Residents' and Nurses' Perceptions of Difficult-to-Treat Short-Stay Patients
Abstract
Objective: Characteristics attributed by nurses and by psychiatric residents to difficult-to-treat inpatients in a short-stay setting were compared to determine whether her discipline-specific perceptions of such patients existed. Methods: A total of 117 patients consecutively admitted to a short-stay inpatient unit were assessed by both psychiatric residents and nurses during the third week of hospitalization using subscales of the Hospital Treatment Rating Scales. The degree of management difficulty presented by each patient in 28 areas was rated, and an overall rating was calculated. Two separate regression analyses were used to examine characteristics of patients rated difficult.

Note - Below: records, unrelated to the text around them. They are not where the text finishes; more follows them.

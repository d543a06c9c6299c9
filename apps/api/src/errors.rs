use axum::{
    extract::rejection::JsonRejection,
    http::StatusCode,
    response::{IntoResponse, Response},
    Json,
};
use serde_json::json;
use thiserror::Error;

use crate::llm_client::LlmError;

/// Application-level error type.
/// Implements `IntoResponse` so Axum handlers can return `Result<T, AppError>`.
///
/// The three flow error kinds (validation, model invocation, schema mismatch)
/// are terminal: no caller in this crate retries or downgrades them.
#[derive(Debug, Error)]
pub enum AppError {
    #[error("Not found: {0}")]
    NotFound(String),

    #[error("Validation error: {0}")]
    Validation(String),

    #[error("Model invocation failed: {0}")]
    ModelInvocation(#[from] LlmError),

    #[error("Model output does not match schema '{schema}': {reason}")]
    SchemaMismatch { schema: &'static str, reason: String },

    #[error("Model ranked unknown candidate ids: {}", .0.join(", "))]
    UnknownCandidateIds(Vec<String>),

    #[error("Internal server error: {0}")]
    Internal(#[from] anyhow::Error),
}

impl From<JsonRejection> for AppError {
    fn from(rejection: JsonRejection) -> Self {
        AppError::Validation(rejection.body_text())
    }
}

impl AppError {
    /// Stable machine-readable code, also used as the `error.code` field.
    pub fn code(&self) -> &'static str {
        match self {
            AppError::NotFound(_) => "NOT_FOUND",
            AppError::Validation(_) => "VALIDATION_ERROR",
            AppError::ModelInvocation(LlmError::Timeout(_)) => "MODEL_TIMEOUT",
            AppError::ModelInvocation(_) => "MODEL_INVOCATION_ERROR",
            AppError::SchemaMismatch { .. } => "SCHEMA_MISMATCH",
            AppError::UnknownCandidateIds(_) => "UNKNOWN_CANDIDATE_IDS",
            AppError::Internal(_) => "INTERNAL_ERROR",
        }
    }
}

impl IntoResponse for AppError {
    fn into_response(self) -> Response {
        let (status, message) = match &self {
            AppError::NotFound(msg) => (StatusCode::NOT_FOUND, msg.clone()),
            AppError::Validation(msg) => (StatusCode::BAD_REQUEST, msg.clone()),
            AppError::ModelInvocation(e) => {
                tracing::error!("Model invocation error: {e}");
                let status = match e {
                    LlmError::Timeout(_) => StatusCode::GATEWAY_TIMEOUT,
                    _ => StatusCode::BAD_GATEWAY,
                };
                (status, "The AI provider could not complete the request".to_string())
            }
            AppError::SchemaMismatch { schema, reason } => {
                tracing::error!("Schema mismatch for {schema}: {reason}");
                (
                    StatusCode::BAD_GATEWAY,
                    "The AI provider returned an unusable response".to_string(),
                )
            }
            AppError::UnknownCandidateIds(ids) => {
                tracing::error!("Ranking referenced unknown candidates: {ids:?}");
                (
                    StatusCode::BAD_GATEWAY,
                    "The AI provider ranked candidates that were not submitted".to_string(),
                )
            }
            AppError::Internal(e) => {
                tracing::error!("Internal error: {e:?}");
                (
                    StatusCode::INTERNAL_SERVER_ERROR,
                    "An internal server error occurred".to_string(),
                )
            }
        };

        let body = Json(json!({
            "error": {
                "code": self.code(),
                "message": message
            }
        }));

        (status, body).into_response()
    }
}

Results: Self-harm behaviors, violence toward others, and behaviors that sabotage treatment were identified by both nurses and residents as characteristics of difficult patients, although these characteristics contributed less to residents' perceptions of patient difficulty than to nurses'. For nurses, the most important additional characteristics contributing to treatment difficulty were related to patients' inability to form a therapeutic alliance. For residents, by far the most significant contributor to overall treatment difficulty was lack of response to medication. Conclusions: The dicipline-specific differences in perceptions of difficult-to-treat patients were associated with differences in professional roles. Communication problems between physicians and nurses may be due in part to their different perceptions of treatment and management difficulty.